**GIVEN ENTRIES**

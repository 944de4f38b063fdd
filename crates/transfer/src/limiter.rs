//! Counting admission gate for in-flight transfer tasks.

use std::future::Future;
use std::sync::Arc;

use tokio::sync::Semaphore;
use tokio::task::JoinHandle;

/// Bounds how many asynchronous tasks may run at once.
///
/// [`admit_and_run`](Self::admit_and_run) resolves as soon as a slot is
/// granted and hands back a [`JoinHandle`] to the task's eventual output,
/// so a caller can record admission order synchronously and await the
/// results later. Waiters are admitted strictly in arrival order; a freed
/// slot wakes exactly one queued waiter.
pub struct ConcurrencyLimiter {
    semaphore: Arc<Semaphore>,
    capacity: usize,
}

impl ConcurrencyLimiter {
    /// Creates a limiter with the given capacity (clamped to at least 1).
    ///
    /// Capacity is fixed for the limiter's lifetime.
    pub fn new(capacity: usize) -> Self {
        let capacity = capacity.max(1);
        Self {
            semaphore: Arc::new(Semaphore::new(capacity)),
            capacity,
        }
    }

    /// Waits for a free slot, then starts `task` on the runtime.
    ///
    /// The returned handle carries the task's output; a failing or
    /// panicking task still releases its slot.
    pub async fn admit_and_run<F>(&self, task: F) -> JoinHandle<F::Output>
    where
        F: Future + Send + 'static,
        F::Output: Send + 'static,
    {
        let permit = Arc::clone(&self.semaphore)
            .acquire_owned()
            .await
            .expect("limiter semaphore closed");
        tokio::spawn(async move {
            let output = task.await;
            drop(permit);
            output
        })
    }

    /// The configured capacity.
    pub fn capacity(&self) -> usize {
        self.capacity
    }

    /// Slots currently free.
    pub fn available(&self) -> usize {
        self.semaphore.available_permits()
    }
}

**PROBLEM STATEMENT**
A word-for-word copy of the lines from the one with "pub fn available(&self)" through the end of the listing is what should be returned.

**EXERCISE OUTPUT**
    pub fn available(&self) -> usize {
        self.semaphore.available_permits()
    }
}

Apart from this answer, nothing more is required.